» **SUPPLIED RECORDS**:
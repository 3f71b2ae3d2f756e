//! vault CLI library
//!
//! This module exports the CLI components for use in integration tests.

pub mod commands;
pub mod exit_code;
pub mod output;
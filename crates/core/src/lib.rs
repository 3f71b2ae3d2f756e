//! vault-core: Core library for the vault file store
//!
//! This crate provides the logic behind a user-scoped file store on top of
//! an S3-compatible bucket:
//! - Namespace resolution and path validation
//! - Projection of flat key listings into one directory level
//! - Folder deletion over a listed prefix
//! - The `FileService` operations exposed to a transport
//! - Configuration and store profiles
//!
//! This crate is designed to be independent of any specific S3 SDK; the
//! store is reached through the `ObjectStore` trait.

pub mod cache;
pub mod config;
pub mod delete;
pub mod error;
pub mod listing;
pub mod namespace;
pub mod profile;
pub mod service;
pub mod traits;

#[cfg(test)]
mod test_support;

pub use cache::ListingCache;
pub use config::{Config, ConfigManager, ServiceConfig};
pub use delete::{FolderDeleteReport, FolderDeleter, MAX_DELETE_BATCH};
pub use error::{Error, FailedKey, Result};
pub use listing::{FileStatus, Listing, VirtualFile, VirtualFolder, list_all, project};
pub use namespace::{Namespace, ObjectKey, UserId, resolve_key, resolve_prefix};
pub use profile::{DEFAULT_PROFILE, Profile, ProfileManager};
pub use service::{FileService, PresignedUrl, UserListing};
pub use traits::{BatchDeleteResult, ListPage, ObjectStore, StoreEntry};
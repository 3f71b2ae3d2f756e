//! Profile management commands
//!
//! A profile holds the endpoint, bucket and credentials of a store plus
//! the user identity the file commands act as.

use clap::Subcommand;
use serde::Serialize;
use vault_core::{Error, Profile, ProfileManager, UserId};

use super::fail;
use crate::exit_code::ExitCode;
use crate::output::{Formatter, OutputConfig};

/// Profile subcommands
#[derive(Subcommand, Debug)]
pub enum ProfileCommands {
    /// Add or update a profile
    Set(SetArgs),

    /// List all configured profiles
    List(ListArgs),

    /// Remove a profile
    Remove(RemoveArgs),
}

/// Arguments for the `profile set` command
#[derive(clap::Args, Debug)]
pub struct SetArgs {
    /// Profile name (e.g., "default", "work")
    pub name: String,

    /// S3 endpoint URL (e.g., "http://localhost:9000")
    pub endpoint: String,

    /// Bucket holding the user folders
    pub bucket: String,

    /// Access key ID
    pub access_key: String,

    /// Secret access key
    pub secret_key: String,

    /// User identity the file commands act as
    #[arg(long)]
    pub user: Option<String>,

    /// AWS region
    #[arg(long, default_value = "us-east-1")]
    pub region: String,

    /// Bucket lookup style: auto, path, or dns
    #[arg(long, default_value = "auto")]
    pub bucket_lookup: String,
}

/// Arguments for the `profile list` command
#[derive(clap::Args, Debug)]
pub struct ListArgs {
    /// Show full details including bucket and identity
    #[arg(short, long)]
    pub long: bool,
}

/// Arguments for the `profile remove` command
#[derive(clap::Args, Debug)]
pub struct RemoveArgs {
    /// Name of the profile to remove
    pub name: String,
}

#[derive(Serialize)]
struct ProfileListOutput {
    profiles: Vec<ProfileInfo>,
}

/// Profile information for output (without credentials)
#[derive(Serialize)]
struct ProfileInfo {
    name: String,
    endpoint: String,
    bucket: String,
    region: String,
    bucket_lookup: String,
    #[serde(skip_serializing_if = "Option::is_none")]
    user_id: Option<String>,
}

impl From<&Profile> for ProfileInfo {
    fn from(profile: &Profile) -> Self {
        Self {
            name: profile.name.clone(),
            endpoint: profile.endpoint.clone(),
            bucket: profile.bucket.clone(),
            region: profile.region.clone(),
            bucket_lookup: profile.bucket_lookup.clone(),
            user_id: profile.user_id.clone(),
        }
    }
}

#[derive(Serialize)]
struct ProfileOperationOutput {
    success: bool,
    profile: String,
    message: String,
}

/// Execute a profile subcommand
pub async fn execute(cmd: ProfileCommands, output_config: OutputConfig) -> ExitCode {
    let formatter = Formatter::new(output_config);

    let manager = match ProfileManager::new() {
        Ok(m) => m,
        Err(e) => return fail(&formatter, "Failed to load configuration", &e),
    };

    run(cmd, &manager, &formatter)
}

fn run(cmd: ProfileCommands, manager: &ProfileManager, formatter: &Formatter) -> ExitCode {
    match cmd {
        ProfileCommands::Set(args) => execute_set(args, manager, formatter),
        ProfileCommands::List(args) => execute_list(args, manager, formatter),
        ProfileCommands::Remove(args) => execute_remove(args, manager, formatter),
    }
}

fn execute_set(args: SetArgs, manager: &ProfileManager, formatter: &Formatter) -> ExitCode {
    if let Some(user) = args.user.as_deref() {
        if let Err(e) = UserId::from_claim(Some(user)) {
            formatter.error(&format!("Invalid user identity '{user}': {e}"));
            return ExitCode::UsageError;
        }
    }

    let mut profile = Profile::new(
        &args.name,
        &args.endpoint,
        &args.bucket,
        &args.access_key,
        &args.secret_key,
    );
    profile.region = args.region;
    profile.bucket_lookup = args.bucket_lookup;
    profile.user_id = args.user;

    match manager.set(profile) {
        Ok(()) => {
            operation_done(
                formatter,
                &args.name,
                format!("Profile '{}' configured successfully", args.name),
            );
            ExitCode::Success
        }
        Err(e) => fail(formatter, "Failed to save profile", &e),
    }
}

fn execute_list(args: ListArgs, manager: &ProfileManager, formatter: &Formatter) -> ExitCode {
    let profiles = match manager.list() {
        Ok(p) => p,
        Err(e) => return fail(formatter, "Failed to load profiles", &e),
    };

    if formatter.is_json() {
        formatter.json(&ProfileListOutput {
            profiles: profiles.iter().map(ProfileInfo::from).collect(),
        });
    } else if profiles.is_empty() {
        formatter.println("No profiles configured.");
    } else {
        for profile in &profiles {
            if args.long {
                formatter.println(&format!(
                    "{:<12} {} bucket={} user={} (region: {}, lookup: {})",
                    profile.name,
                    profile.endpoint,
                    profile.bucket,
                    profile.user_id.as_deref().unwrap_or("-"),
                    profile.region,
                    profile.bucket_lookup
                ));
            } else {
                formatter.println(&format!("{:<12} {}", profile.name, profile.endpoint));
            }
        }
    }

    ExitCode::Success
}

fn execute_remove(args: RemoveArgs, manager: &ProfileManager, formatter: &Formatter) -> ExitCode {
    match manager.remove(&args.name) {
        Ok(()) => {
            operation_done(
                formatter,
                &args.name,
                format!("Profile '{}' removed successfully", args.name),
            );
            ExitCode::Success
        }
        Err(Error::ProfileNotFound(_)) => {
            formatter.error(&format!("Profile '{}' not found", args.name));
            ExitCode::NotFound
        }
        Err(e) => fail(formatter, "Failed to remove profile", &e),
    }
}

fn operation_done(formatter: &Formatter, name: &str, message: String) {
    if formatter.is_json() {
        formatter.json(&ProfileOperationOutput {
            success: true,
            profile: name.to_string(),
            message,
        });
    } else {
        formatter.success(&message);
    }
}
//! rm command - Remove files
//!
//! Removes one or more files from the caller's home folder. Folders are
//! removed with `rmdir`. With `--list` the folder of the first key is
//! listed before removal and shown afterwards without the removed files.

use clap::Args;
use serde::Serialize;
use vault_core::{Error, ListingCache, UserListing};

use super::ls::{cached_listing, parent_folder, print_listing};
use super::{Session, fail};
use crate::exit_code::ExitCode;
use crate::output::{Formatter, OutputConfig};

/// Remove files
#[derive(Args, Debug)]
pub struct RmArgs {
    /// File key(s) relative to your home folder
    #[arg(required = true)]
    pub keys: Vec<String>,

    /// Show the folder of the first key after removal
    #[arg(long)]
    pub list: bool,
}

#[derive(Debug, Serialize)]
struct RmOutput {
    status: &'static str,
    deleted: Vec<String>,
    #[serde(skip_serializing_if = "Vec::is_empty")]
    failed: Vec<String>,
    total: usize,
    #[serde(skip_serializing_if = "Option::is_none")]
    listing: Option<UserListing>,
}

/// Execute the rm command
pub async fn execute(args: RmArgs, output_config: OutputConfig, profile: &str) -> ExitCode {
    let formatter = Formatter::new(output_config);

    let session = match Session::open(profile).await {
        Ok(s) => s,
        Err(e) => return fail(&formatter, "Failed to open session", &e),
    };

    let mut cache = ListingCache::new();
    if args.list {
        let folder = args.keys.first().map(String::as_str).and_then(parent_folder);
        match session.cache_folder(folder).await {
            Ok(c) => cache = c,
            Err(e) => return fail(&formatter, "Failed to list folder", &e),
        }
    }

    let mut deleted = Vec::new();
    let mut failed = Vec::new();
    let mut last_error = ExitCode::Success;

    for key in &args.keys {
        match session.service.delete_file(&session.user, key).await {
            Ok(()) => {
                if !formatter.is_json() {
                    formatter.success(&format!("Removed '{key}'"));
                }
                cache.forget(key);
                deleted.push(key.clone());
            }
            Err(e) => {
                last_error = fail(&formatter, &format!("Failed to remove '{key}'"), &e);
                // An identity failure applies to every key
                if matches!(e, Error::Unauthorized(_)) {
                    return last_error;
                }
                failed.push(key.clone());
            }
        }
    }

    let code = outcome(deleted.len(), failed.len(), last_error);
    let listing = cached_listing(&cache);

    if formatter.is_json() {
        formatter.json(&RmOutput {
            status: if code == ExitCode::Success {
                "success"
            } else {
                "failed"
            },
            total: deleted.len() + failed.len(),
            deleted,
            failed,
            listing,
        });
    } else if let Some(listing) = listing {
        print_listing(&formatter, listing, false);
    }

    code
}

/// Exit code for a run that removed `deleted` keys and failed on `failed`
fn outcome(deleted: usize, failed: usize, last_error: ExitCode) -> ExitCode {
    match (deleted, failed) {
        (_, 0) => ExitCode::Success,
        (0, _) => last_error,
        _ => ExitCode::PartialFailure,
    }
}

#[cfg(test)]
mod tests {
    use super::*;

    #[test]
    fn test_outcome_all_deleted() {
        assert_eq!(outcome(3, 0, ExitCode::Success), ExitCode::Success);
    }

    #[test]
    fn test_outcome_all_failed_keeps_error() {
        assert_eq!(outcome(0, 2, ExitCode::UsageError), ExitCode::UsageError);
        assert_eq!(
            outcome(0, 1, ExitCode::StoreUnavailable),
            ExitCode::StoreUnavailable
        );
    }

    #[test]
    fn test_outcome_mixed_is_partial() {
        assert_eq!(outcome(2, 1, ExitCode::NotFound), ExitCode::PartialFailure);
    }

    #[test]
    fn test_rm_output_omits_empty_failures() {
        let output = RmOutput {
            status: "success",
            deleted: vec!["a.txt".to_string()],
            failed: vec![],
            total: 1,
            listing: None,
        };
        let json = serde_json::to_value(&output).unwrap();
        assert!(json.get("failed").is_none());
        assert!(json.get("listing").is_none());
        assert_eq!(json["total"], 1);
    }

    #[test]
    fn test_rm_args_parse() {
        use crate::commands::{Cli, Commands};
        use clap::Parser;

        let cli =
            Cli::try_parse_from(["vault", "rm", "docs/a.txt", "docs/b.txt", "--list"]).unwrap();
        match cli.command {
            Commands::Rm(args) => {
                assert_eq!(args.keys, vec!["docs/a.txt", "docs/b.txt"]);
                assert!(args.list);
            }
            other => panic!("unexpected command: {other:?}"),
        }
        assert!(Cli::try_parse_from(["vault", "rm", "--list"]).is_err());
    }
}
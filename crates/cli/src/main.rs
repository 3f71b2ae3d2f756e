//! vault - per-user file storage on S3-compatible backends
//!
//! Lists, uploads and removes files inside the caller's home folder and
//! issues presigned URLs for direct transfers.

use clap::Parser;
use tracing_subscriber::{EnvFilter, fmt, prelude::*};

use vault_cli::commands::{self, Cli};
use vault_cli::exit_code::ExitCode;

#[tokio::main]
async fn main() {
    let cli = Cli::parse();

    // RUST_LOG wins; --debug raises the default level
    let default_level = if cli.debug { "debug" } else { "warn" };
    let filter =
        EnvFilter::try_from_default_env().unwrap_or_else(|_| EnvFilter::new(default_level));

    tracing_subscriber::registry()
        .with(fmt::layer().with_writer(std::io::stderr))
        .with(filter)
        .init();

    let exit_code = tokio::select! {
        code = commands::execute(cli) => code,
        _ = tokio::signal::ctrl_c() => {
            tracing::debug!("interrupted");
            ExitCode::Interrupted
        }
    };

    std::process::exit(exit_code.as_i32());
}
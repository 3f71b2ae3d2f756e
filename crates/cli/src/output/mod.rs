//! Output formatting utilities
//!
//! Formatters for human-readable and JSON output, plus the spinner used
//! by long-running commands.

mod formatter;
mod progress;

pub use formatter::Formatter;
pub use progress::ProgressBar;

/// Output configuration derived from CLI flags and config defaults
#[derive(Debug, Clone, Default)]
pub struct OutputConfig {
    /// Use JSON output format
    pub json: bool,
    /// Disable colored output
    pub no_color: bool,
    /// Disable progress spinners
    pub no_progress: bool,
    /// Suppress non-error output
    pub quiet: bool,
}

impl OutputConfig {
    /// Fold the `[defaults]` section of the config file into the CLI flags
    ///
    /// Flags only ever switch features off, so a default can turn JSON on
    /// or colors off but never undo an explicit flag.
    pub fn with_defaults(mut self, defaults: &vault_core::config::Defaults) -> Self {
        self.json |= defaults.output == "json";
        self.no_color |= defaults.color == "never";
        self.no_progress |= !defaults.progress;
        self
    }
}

» **ACTION ITEM**:
Each line above that contains the string "plus" should be identified and copied.

» **OUTPUT OF THE EXERCISE**:
//! A profile holds the endpoint, bucket and credentials of a store plus
//! Formatters for human-readable and JSON output, plus the spinner used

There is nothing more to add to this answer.